Records drawn from a dataset:
[Start of Attachment]

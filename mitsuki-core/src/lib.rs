//! Core runtime for the Mitsuki web framework: the component container,
//! layered configuration, the declarative routing pipeline, and the
//! application runtime that wires them together.

pub mod builder;
pub mod config;
pub mod container;
pub mod error;
pub mod http;
pub mod layers;
pub mod lifecycle;
pub mod meta;
pub mod plugin;
pub mod plugins;
pub mod prelude;
pub mod scheduling;
pub mod web;

pub use builder::{App, AppBuilder, Mitsuki};
pub use config::{ConfigError, ConfigLoader, ConfigStore, ConfigValue, FromConfigValue, Source};
pub use container::{
    AsyncComponent, BoxError, Component, ComponentContext, ComponentDescriptor, ComponentKind,
    ComponentRegistry, Container, ContainerError, DependencyRequest, Instance, Scope,
};
pub use error::{HttpError, StartupError};
pub use layers::init_tracing;
pub use meta::{openapi_view, ParamInfo, ParamLocation, RouteInfo};
pub use plugin::Plugin;
pub use scheduling::{IntoTaskResult, Scheduled, ScheduledTaskSpec, TriggerSpec};
pub use web::{
    Args, BindingKind, Controller, EncoderRegistry, FileUpload, HttpMethod, IntoReply, JsonCodec,
    Reply, RequestInfo, RouteSpec, RouteTable, UploadLimits,
};
// ── Binding ─────────────────────────────────────────────────────────────────

#[tokio::test]
async fn path_query_body_binding() {
    let app = build_app().await;
    let (status, body) = send(
        &app,
        post_json("/api/users/42?notify=true", r#"{"name":"A","age":30}"#),
    )
    .await;

    assert_eq!(status, StatusCode::CREATED);
    assert_eq!(
        body,
        serde_json::json!({ "id": 42, "notify": true, "name": "A", "age": 30 })
    );
}

#[tokio::test]
async fn query_default_applied_when_absent() {
    let app = build_app().await;
    let (status, body) = send(
        &app,
        post_json("/api/users/7", r#"{"name":"B","age":1}"#),
    )
    .await;
    assert_eq!(status, StatusCode::CREATED);
    assert_eq!(body["notify"], false);
}

#[tokio::test]
async fn bad_path_coercion_is_400_naming_parameter() {
    let app = build_app().await;
    let (status, body) = send(
        &app,
        post_json("/api/users/abc", r#"{"name":"A","age":30}"#),
    )
    .await;
    assert_eq!(status, StatusCode::BAD_REQUEST);
    assert_eq!(body["details"]["parameter"], "id");
}

#[tokio::test]
async fn missing_required_query_is_400() {
    let app = build_app().await;
    let (status, body) = send(&app, get("/api/paged")).await;
    assert_eq!(status, StatusCode::BAD_REQUEST);
    assert_eq!(body["details"]["parameter"], "page");
}

#[tokio::test]
async fn invalid_json_body_is_400() {
    let app = build_app().await;
    let (status, _) = send(&app, post_json("/api/users/1", "{not json")).await;
    assert_eq!(status, StatusCode::BAD_REQUEST);
}

#[tokio::test]
async fn body_failing_ingress_type_is_400() {
    let app = build_app().await;
    let (status, body) = send(
        &app,
        post_json("/api/users/1", r#"{"name":"A","age":"old"}"#),
    )
    .await;
    assert_eq!(status, StatusCode::BAD_REQUEST);
    assert_eq!(body["error"], "Request body validation failed");
}

#[tokio::test]
async fn request_info_exposes_headers() {
    let app = build_app().await;
    let req = Request::builder()
        .uri("/api/echo-headers")
        .header("user-agent", "mitsuki-test")
        .body(Body::empty())
        .unwrap();
    let (status, body) = send(&app, req).await;
    assert_eq!(status, StatusCode::OK);
    assert_eq!(body["user_agent"], "mitsuki-test");
}

// ── Egress ──────────────────────────────────────────────────────────────────

#[tokio::test]
async fn egress_exclusions_strip_nested_fields() {
    let app = build_app().await;
    let (status, body) = send(&app, get("/api/users/1/view")).await;
    assert_eq!(status, StatusCode::OK);
    assert_eq!(
        body,
        serde_json::json!({ "user": { "id": 1, "profile": { "bio": "b" } } })
    );
}

#[tokio::test]
async fn conforming_egress_passes() {
    let app = build_app().await;
    let (status, body) = send(&app, get("/api/users/5/strict")).await;
    assert_eq!(status, StatusCode::OK);
    assert_eq!(body["id"], 5);
}

#[tokio::test]
async fn nonconforming_egress_is_opaque_500() {
    let app = build_app().await;
    let (status, body) = send(&app, get("/api/users/0/strict")).await;
    assert_eq!(status, StatusCode::INTERNAL_SERVER_ERROR);
    assert_eq!(body["error"], "Internal server error");
}

#[tokio::test]
async fn egress_failure_detail_visible_in_dev_profile() {
    let app = Mitsuki::builder()
        .with_config(ConfigStore::from_yaml_str("{}", "dev").unwrap())
        .register::<UserService>()
        .register_controller::<UserController>()
        .register_controller::<TypesController>()
        .build()
        .await
        .unwrap();
    let (status, body) = send(&app, get("/api/users/0/strict")).await;
    assert_eq!(status, StatusCode::INTERNAL_SERVER_ERROR);
    assert!(body["details"]["message"]
        .as_str()
        .unwrap()
        .contains("UserView"));
}

// ── Response shaping ────────────────────────────────────────────────────────

#[tokio::test]
async fn handler_error_maps_through_taxonomy() {
    let app = build_app().await;
    let (status, body) = send(&app, get("/api/missing")).await;
    assert_eq!(status, StatusCode::NOT_FOUND);
    assert_eq!(body["error"], "no such user");
}

#[tokio::test]
async fn arbitrary_status_with_body() {
    let app = build_app().await;
    let (status, body) = send(&app, get("/api/teapot")).await;
    assert_eq!(status, StatusCode::IM_A_TEAPOT);
    assert_eq!(body["short"], "stout");
}

#[tokio::test]
async fn unmatched_path_is_404() {
    let app = build_app().await;
    let (status, body) = send(&app, get("/nope")).await;
    assert_eq!(status, StatusCode::NOT_FOUND);
    assert_eq!(body["error"], "Not Found");
}

#[tokio::test]
async fn health_plugin_route() {
    let app = build_app().await;
    let (status, body) = send(&app, get("/health")).await;
    assert_eq!(status, StatusCode::OK);
    assert_eq!(body, serde_json::Value::String("OK".into()));
}

// ── JSON codec round-trip ───────────────────────────────────────────────────

#[tokio::test]
async fn native_type_encoding_round_trip() {
    let app = build_app().await;
    let (status, body) = send(&app, get("/types")).await;
    assert_eq!(status, StatusCode::OK);

    assert_eq!(body["instant"], "2024-06-03T13:00:00Z");
    assert_eq!(body["date"], "2024-06-03");
    assert_eq!(body["id"], "00000000-0000-0000-0000-000000000000");
    assert_eq!(body["amount"], serde_json::json!(19.99));
    assert_eq!(body["state"], "active");
    assert_eq!(body["blob"], "AQID");
    assert_eq!(body["tags"], serde_json::json!(["a", "b"]));

    // Parsing the JSON back yields the same logical values.
    let instant: chrono::DateTime<chrono::Utc> =
        serde_json::from_value(body["instant"].clone()).unwrap();
    assert_eq!(instant.timestamp(), 1_717_419_600);
    let id: uuid::Uuid = serde_json::from_value(body["id"].clone()).unwrap();
    assert!(id.is_nil());
    let amount: rust_decimal::Decimal =
        serde_json::from_value(body["amount"].clone()).unwrap();
    assert_eq!(amount, "19.99".parse::<rust_decimal::Decimal>().unwrap());
}

// ── Route metadata view ─────────────────────────────────────────────────────

#[tokio::test]
async fn openapi_view_round_trips_route_shapes() {
    let app = build_app().await;
    let view = app.openapi_view();
    assert!(!view.is_empty());

    // Serialize the view and rebuild it; the (method, pattern, param
    // shapes) set must survive unchanged.
    let json = serde_json::to_string(&view).unwrap();
    let rebuilt: Vec<mitsuki_core::RouteInfo> = serde_json::from_str(&json).unwrap();

    let shapes = |infos: &[mitsuki_core::RouteInfo]| {
        let mut v: Vec<_> = infos
            .iter()
            .map(|i| format!("{:?}", i.shape()))
            .collect();
        v.sort();
        v
    };
    assert_eq!(shapes(&view), shapes(&rebuilt));

    let create = view
        .iter()
        .find(|r| r.operation_id == "create_user")
        .unwrap();
    assert_eq!(create.method, "POST");
    assert_eq!(create.path, "/api/users/{id}");
    assert_eq!(create.request_body_type.as_deref(), Some("CreateUser"));
    assert_eq!(create.params.len(), 3);
}

// ── Multipart uploads ───────────────────────────────────────────────────────

#[derive(Clone)]
struct UploadController;

impl Component for UploadController {
    fn construct(_ctx: &ComponentContext) -> Result<Self, BoxError> {
        Ok(UploadController)
    }
}

impl Controller for UploadController {
    fn routes() -> Vec<RouteSpec> {
        vec![RouteSpec::post("/upload")
            .operation("upload")
            .multipart_file(
                "doc",
                UploadLimits {
                    max_file_size: Some(16),
                    max_total_size: Some(64),
                    allowed_types: vec!["text/plain".to_string()],
                },
            )
            .multipart_field_or::<String>("note", "none".to_string())
            .handler(|_: UploadController, args: Args| async move {
                let doc = args.file("doc")?;
                let note: String = args.get("note")?;
                Ok::<_, HttpError>(Reply::ok(serde_json::json!({
                    "filename": doc.filename,
                    "size": doc.len(),
                    "note": note,
                })))
            })]
    }
}
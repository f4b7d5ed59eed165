use std::future::Future;

use crate::container::descriptor::{
    AsyncComponent, BoxError, Component, ComponentDescriptor, ComponentKind, DependencyRequest,
    DescriptorBuilder, Scope,
};
use crate::scheduling::Scheduled;
use crate::web::controller::Controller;

/// Passive catalogue of component descriptors (populated by declarative
/// registration, consumed once by container resolution).
///
/// Registration is pure: no instance is constructed here, and registrations
/// may arrive in any order. Duplicate-name detection happens at resolution
/// time, because two same-named descriptors are legal as long as their
/// profile predicates never both match.
pub struct ComponentRegistry {
    descriptors: Vec<ComponentDescriptor>,
}

impl ComponentRegistry {
    pub fn new() -> Self {
        Self {
            descriptors: Vec::new(),
        }
    }

    /// Append a fully built descriptor.
    pub fn register_descriptor(&mut self, descriptor: ComponentDescriptor) -> &mut Self {
        self.descriptors.push(descriptor);
        self
    }

    /// Register a [`Component`] type using its trait-declared metadata.
    pub fn register<T: Component>(&mut self) -> &mut Self {
        let descriptor = Self::trait_builder::<T>(
            T::component_name(),
            T::kind(),
            T::scope(),
            T::profiles(),
            T::dependencies(),
        )
        .build_with(|ctx| T::construct(ctx));
        self.register_descriptor(descriptor)
    }

    /// Register an [`AsyncComponent`] type; its constructor is awaited
    /// during resolution.
    pub fn register_async<T: AsyncComponent>(&mut self) -> &mut Self {
        let descriptor = Self::trait_builder::<T>(
            T::component_name(),
            T::kind(),
            T::scope(),
            T::profiles(),
            T::dependencies(),
        )
        .build_async(|ctx| async move { T::construct(ctx).await });
        self.register_descriptor(descriptor)
    }

    /// Register a controller: a [`Component`] whose routes are collected
    /// into the route table after the container freezes.
    pub fn register_controller<C: Component + Controller>(&mut self) -> &mut Self {
        let descriptor = Self::trait_builder::<C>(
            C::component_name(),
            ComponentKind::Controller,
            C::scope(),
            C::profiles(),
            C::dependencies(),
        )
        .routes_from(C::route_set)
        .build_with(|ctx| C::construct(ctx));
        self.register_descriptor(descriptor)
    }

    /// Register a component that also declares scheduled tasks.
    pub fn register_scheduled<T: Component + Scheduled>(&mut self) -> &mut Self {
        let descriptor = Self::trait_builder::<T>(
            T::component_name(),
            T::kind(),
            T::scope(),
            T::profiles(),
            T::dependencies(),
        )
        .scheduled_from(T::scheduled_tasks)
        .build_with(|ctx| T::construct(ctx));
        self.register_descriptor(descriptor)
    }

    /// Provide a pre-built instance under the given name.
    pub fn provide<T: Clone + Send + Sync + 'static>(
        &mut self,
        name: impl Into<String>,
        value: T,
    ) -> &mut Self {
        self.register_descriptor(ComponentDescriptor::provided(name, value))
    }

    /// Register a provider method on a configuration component.
    ///
    /// The provider's descriptor depends on the owning configuration
    /// component (by type); its factory resolves that component first and
    /// then invokes `method` on it. Providers participate in the same
    /// topological resolution as every other component.
    pub fn register_provider<Cfg, T, F, Fut>(&mut self, name: &str, method: F) -> &mut Self
    where
        Cfg: Clone + Send + Sync + 'static,
        T: Clone + Send + Sync + 'static,
        F: Fn(Cfg) -> Fut + Send + Sync + 'static,
        Fut: Future<Output = Result<T, BoxError>> + Send + 'static,
    {
        self.register_provider_scoped::<Cfg, T, F, Fut>(name, Scope::Singleton, method)
    }

    /// [`register_provider`](Self::register_provider) with an explicit
    /// scope. Prototype providers re-invoke the method per injection point.
    pub fn register_provider_scoped<Cfg, T, F, Fut>(
        &mut self,
        name: &str,
        scope: Scope,
        method: F,
    ) -> &mut Self
    where
        Cfg: Clone + Send + Sync + 'static,
        T: Clone + Send + Sync + 'static,
        F: Fn(Cfg) -> Fut + Send + Sync + 'static,
        Fut: Future<Output = Result<T, BoxError>> + Send + 'static,
    {
        let descriptor = ComponentDescriptor::builder::<T>(name)
            .kind(ComponentKind::Provider)
            .scope(scope)
            .dependency(DependencyRequest::component::<Cfg>("__owner"))
            .build_async(move |ctx| {
                let owner = ctx.component::<Cfg>("__owner");
                let fut = owner.map(|o| method(o));
                async move {
                    match fut {
                        Ok(f) => f.await,
                        Err(e) => Err(Box::new(e) as BoxError),
                    }
                }
            });
        self.register_descriptor(descriptor)
    }

    pub fn len(&self) -> usize {
        self.descriptors.len()
    }

    pub fn is_empty(&self) -> bool {
        self.descriptors.is_empty()
    }

    pub fn descriptors(&self) -> &[ComponentDescriptor] {
        &self.descriptors
    }

    pub(crate) fn into_descriptors(self) -> Vec<ComponentDescriptor> {
        self.descriptors
    }

    fn trait_builder<T: Clone + Send + Sync + 'static>(
        name: &'static str,
        kind: ComponentKind,
        scope: Scope,
        profiles: &'static [&'static str],
        dependencies: Vec<DependencyRequest>,
    ) -> DescriptorBuilder<T> {
        let mut builder = ComponentDescriptor::builder::<T>(name)
            .kind(kind)
            .scope(scope)
            .profiles(profiles.iter().copied());
        for dep in dependencies {
            builder = builder.dependency(dep);
        }
        builder
    }
}

impl Default for ComponentRegistry {
    fn default() -> Self {
        Self::new()
    }
}
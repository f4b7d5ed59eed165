mod loader;
mod substitute;
pub mod value;

use std::collections::HashMap;
use std::fmt;
use std::path::{Path, PathBuf};

pub use value::{ConfigValue, FromConfigValue};

/// Environment-variable prefix for configuration fallback keys.
///
/// `MITSUKI_SERVER_PORT` maps to the key `server.port`.
pub const ENV_PREFIX: &str = "MITSUKI";

/// Environment variable selecting the active profile.
pub const PROFILE_VAR: &str = "MITSUKI_PROFILE";

/// Framework-bundled defaults, lowest precedence of all sources.
const DEFAULTS_YAML: &str = r#"
mitsuki:
  server:
    host: 127.0.0.1
    port: 8080
  scheduler:
    enabled: false
    grace-period-ms: 5000
"#;

/// Error type for configuration operations.
#[derive(Debug)]
pub enum ConfigError {
    /// The requested key was not found in the configuration.
    NotFound(String),
    /// The value could not be converted to the requested type.
    TypeMismatch { key: String, expected: &'static str },
    /// An I/O or YAML parsing error occurred while loading config files.
    Load(String),
    /// A profile file was explicitly required but does not exist.
    MissingProfileFile(String),
    /// A `${...}` placeholder referenced a key that is absent and has no default.
    UnresolvedPlaceholder(String),
    /// Placeholder expansion ran into a cycle (or exceeded the depth bound).
    CircularPlaceholder(String),
}

impl fmt::Display for ConfigError {
    fn fmt(&self, f: &mut fmt::Formatter<'_>) -> fmt::Result {
        match self {
            ConfigError::NotFound(key) => write!(f, "Config key not found: {key}"),
            ConfigError::TypeMismatch { key, expected } => {
                write!(f, "Config type mismatch for '{key}': expected {expected}")
            }
            ConfigError::Load(msg) => write!(f, "Config load error: {msg}"),
            ConfigError::MissingProfileFile(path) => {
                write!(f, "Required profile configuration file not found: {path}")
            }
            ConfigError::UnresolvedPlaceholder(key) => {
                write!(f, "Unresolvable placeholder '${{{key}}}' (no default given)")
            }
            ConfigError::CircularPlaceholder(chain) => {
                write!(f, "Circular placeholder substitution: {chain}")
            }
        }
    }
}

impl std::error::Error for ConfigError {}

/// Identity of the source that supplied a configuration value.
#[derive(Debug, Clone, PartialEq, Eq)]
pub enum Source {
    /// Framework-bundled defaults document.
    Defaults,
    /// Environment variable fallback (the variable name is recorded).
    Environment(String),
    /// The base `application.yaml` (path recorded).
    ApplicationFile(String),
    /// A profile overlay `application-<profile>.yaml` (path recorded).
    ProfileFile(String),
    /// Set programmatically via [`ConfigStore::set`].
    Programmatic,
}

impl fmt::Display for Source {
    fn fmt(&self, f: &mut fmt::Formatter<'_>) -> fmt::Result {
        match self {
            Source::Defaults => write!(f, "defaults"),
            Source::Environment(var) => write!(f, "environment ({var})"),
            Source::ApplicationFile(path) => write!(f, "application-file ({path})"),
            Source::ProfileFile(path) => write!(f, "profile-file ({path})"),
            Source::Programmatic => write!(f, "programmatic"),
        }
    }
}

#[derive(Debug, Clone)]
struct Entry {
    value: ConfigValue,
    source: Source,
}

/// Builder for loading a [`ConfigStore`] from layered sources.
///
/// Sources are applied in ascending precedence: bundled defaults, then
/// `MITSUKI_*` environment variables, then `application.yaml`, then the
/// profile overlay. A higher source overwrites (and re-attributes) keys
/// set by a lower one.
pub struct ConfigLoader {
    dir: PathBuf,
    profile: Option<String>,
    require_profile_file: bool,
}

impl ConfigLoader {
    pub fn new() -> Self {
        Self {
            dir: PathBuf::from("."),
            profile: None,
            require_profile_file: false,
        }
    }

    /// Directory containing the `application.yaml` files (default: cwd).
    pub fn dir(mut self, dir: impl Into<PathBuf>) -> Self {
        self.dir = dir.into();
        self
    }

    /// Fallback profile if [`PROFILE_VAR`] is unset. Empty string = base only.
    pub fn profile(mut self, profile: impl Into<String>) -> Self {
        self.profile = Some(profile.into());
        self
    }

    /// Fail with [`ConfigError::MissingProfileFile`] if the profile overlay
    /// file does not exist. By default its absence is tolerated.
    pub fn require_profile_file(mut self) -> Self {
        self.require_profile_file = true;
        self
    }

    pub fn load(self) -> Result<ConfigStore, ConfigError> {
        let profile = std::env::var(PROFILE_VAR)
            .ok()
            .filter(|p| !p.is_empty())
            .or(self.profile)
            .unwrap_or_default();

        let mut entries: HashMap<String, Entry> = HashMap::new();

        // 1. Framework defaults.
        let mut defaults = HashMap::new();
        loader::load_yaml_str(DEFAULTS_YAML, &mut defaults)?;
        for (key, value) in defaults {
            entries.insert(
                key,
                Entry {
                    value,
                    source: Source::Defaults,
                },
            );
        }

        // 2. `.env` files populate the process environment without
        //    overwriting variables that are already set.
        let _ = dotenvy::dotenv();
        if !profile.is_empty() {
            let _ = dotenvy::from_filename(format!(".env.{profile}"));
        }

        // 3. Environment fallback: MITSUKI_SERVER_PORT -> server.port.
        let env_prefix = format!("{ENV_PREFIX}_");
        for (var, raw) in std::env::vars() {
            if var == PROFILE_VAR || !var.starts_with(&env_prefix) {
                continue;
            }
            let key = var[env_prefix.len()..].to_lowercase().replace('_', ".");
            if key.is_empty() {
                continue;
            }
            entries.insert(
                key,
                Entry {
                    value: ConfigValue::String(raw),
                    source: Source::Environment(var),
                },
            );
        }

        // 4. Base application file.
        let base_path = self.dir.join("application.yaml");
        Self::overlay_file(&base_path, &mut entries, |p| Source::ApplicationFile(p))?;

        // 5. Profile overlay.
        if !profile.is_empty() {
            let profile_path = self.dir.join(format!("application-{profile}.yaml"));
            let loaded =
                Self::overlay_file(&profile_path, &mut entries, |p| Source::ProfileFile(p))?;
            if self.require_profile_file && !loaded {
                return Err(ConfigError::MissingProfileFile(
                    profile_path.display().to_string(),
                ));
            }
        }

        Ok(ConfigStore { entries, profile })
    }

    fn overlay_file(
        path: &Path,
        entries: &mut HashMap<String, Entry>,
        source: impl Fn(String) -> Source,
    ) -> Result<bool, ConfigError> {
        let mut values = HashMap::new();
        let loaded = loader::load_yaml_file(path, &mut values)?;
        if loaded {
            let src = source(path.display().to_string());
            for (key, value) in values {
                entries.insert(
                    key,
                    Entry {
                        value,
                        source: src.clone(),
                    },
                );
            }
        }
        Ok(loaded)
    }
}

impl Default for ConfigLoader {
    fn default() -> Self {
        Self::new()
    }
}

/// The merged application configuration.
///
/// Write-once: built by [`ConfigLoader`] (plus programmatic [`set`] calls
/// before startup completes) and read-only thereafter. Every key records the
/// provenance of the source that supplied its final value.
#[derive(Debug, Clone)]
pub struct ConfigStore {
    entries: HashMap<String, Entry>,
    profile: String,
}

impl ConfigStore {
    /// Load configuration from the current directory with the profile taken
    /// from [`PROFILE_VAR`].
    pub fn load() -> Result<Self, ConfigError> {
        ConfigLoader::new().load()
    }

    /// Create a config from a YAML string (useful for testing).
    pub fn from_yaml_str(yaml: &str, profile: &str) -> Result<Self, ConfigError> {
        let mut values = HashMap::new();
        loader::load_yaml_str(yaml, &mut values)?;
        let entries = values
            .into_iter()
            .map(|(key, value)| {
                (
                    key,
                    Entry {
                        value,
                        source: Source::ApplicationFile("<inline>".to_string()),
                    },
                )
            })
            .collect();
        Ok(ConfigStore {
            entries,
            profile: profile.to_string(),
        })
    }

    /// Create an empty config (useful for testing).
    pub fn empty() -> Self {
        ConfigStore {
            entries: HashMap::new(),
            profile: String::new(),
        }
    }

    /// Set a value programmatically. Programmatic values win over every
    /// file or environment source and are attributed accordingly.
    pub fn set(&mut self, key: &str, value: impl Into<ConfigValue>) {
        self.entries.insert(
            key.to_string(),
            Entry {
                value: value.into(),
                source: Source::Programmatic,
            },
        );
    }

    /// Get a typed value for the given dot-separated key.
    ///
    /// # Errors
    ///
    /// Returns `ConfigError::NotFound` if the key does not exist, or
    /// `ConfigError::TypeMismatch` if the value cannot be converted.
    pub fn get<V: FromConfigValue>(&self, key: &str) -> Result<V, ConfigError> {
        let entry = self
            .entries
            .get(key)
            .ok_or_else(|| ConfigError::NotFound(key.to_string()))?;
        V::from_config_value(&entry.value, key)
    }

    /// Get a typed value, returning a default if the key is missing.
    ///
    /// A present-but-uncoercible value still surfaces as an error.
    pub fn get_or<V: FromConfigValue>(&self, key: &str, default: V) -> Result<V, ConfigError> {
        match self.get(key) {
            Ok(v) => Ok(v),
            Err(ConfigError::NotFound(_)) => Ok(default),
            Err(e) => Err(e),
        }
    }

    /// Raw access to the stored value for a key.
    pub fn raw(&self, key: &str) -> Option<&ConfigValue> {
        self.entries.get(key).map(|e| &e.value)
    }

    /// Check whether a key exists in the config.
    pub fn contains_key(&self, key: &str) -> bool {
        self.entries.contains_key(key)
    }

    /// The active profile name. Empty string means base only.
    pub fn profile(&self) -> &str {
        &self.profile
    }

    /// Which source supplied the final value for `key`.
    pub fn provenance_of(&self, key: &str) -> Option<&Source> {
        self.entries.get(key).map(|e| &e.source)
    }

    /// Provenance for every key in the final configuration.
    pub fn provenance(&self) -> HashMap<String, Source> {
        self.entries
            .iter()
            .map(|(k, e)| (k.clone(), e.source.clone()))
            .collect()
    }

    /// Resolve `${key}` and `${key:default}` placeholders in a template.
    pub fn substitute(&self, template: &str) -> Result<String, ConfigError> {
        substitute::expand(template, &|key: &str| {
            self.entries.get(key).and_then(|e| e.value.render())
        })
    }
}

#[cfg(test)]
mod tests {
    use super::*;

    #[test]
    fn empty_store_has_nothing() {
        let config = ConfigStore::empty();
        assert!(config.get::<String>("nope").is_err());
        assert_eq!(config.profile(), "");
    }

    #[test]
    fn set_and_get() {
        let mut config = ConfigStore::empty();
        config.set("app.name", "demo");
        assert_eq!(config.get::<String>("app.name").unwrap(), "demo");
        assert_eq!(
            config.provenance_of("app.name"),
            Some(&Source::Programmatic)
        );
    }

    #[test]
    fn get_or_default() {
        let config = ConfigStore::empty();
        assert_eq!(config.get_or("missing", 42i64).unwrap(), 42);
    }

    #[test]
    fn get_or_still_rejects_bad_coercion() {
        let mut config = ConfigStore::empty();
        config.set("port", "eight");
        assert!(config.get_or("port", 80i64).is_err());
    }

    #[test]
    fn substitute_against_store() {
        let mut config = ConfigStore::empty();
        config.set("server.port", 9000i64);
        assert_eq!(
            config.substitute("http://localhost:${server.port}").unwrap(),
            "http://localhost:9000"
        );
    }

    #[test]
    fn substitute_missing_without_default_errors() {
        let config = ConfigStore::empty();
        assert!(matches!(
            config.substitute("${a.b}"),
            Err(ConfigError::UnresolvedPlaceholder(_))
        ));
        assert_eq!(config.substitute("${a.b:x}").unwrap(), "x");
    }

    #[test]
    fn from_yaml_str_flattens() {
        let config = ConfigStore::from_yaml_str("server:\n  host: 0.0.0.0\n", "test").unwrap();
        assert_eq!(config.get::<String>("server.host").unwrap(), "0.0.0.0");
        assert_eq!(config.profile(), "test");
    }
}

[End of Attachment]

--- THE PROBLEM ---
Out of the records above, pick each line that contains the string "DependencyRequest".

--- ANSWER SECTION ---
    ComponentRegistry, Container, ContainerError, DependencyRequest, Instance, Scope,
    AsyncComponent, BoxError, Component, ComponentDescriptor, ComponentKind, DependencyRequest,
            .dependency(DependencyRequest::component::<Cfg>("__owner"))
        dependencies: Vec<DependencyRequest>,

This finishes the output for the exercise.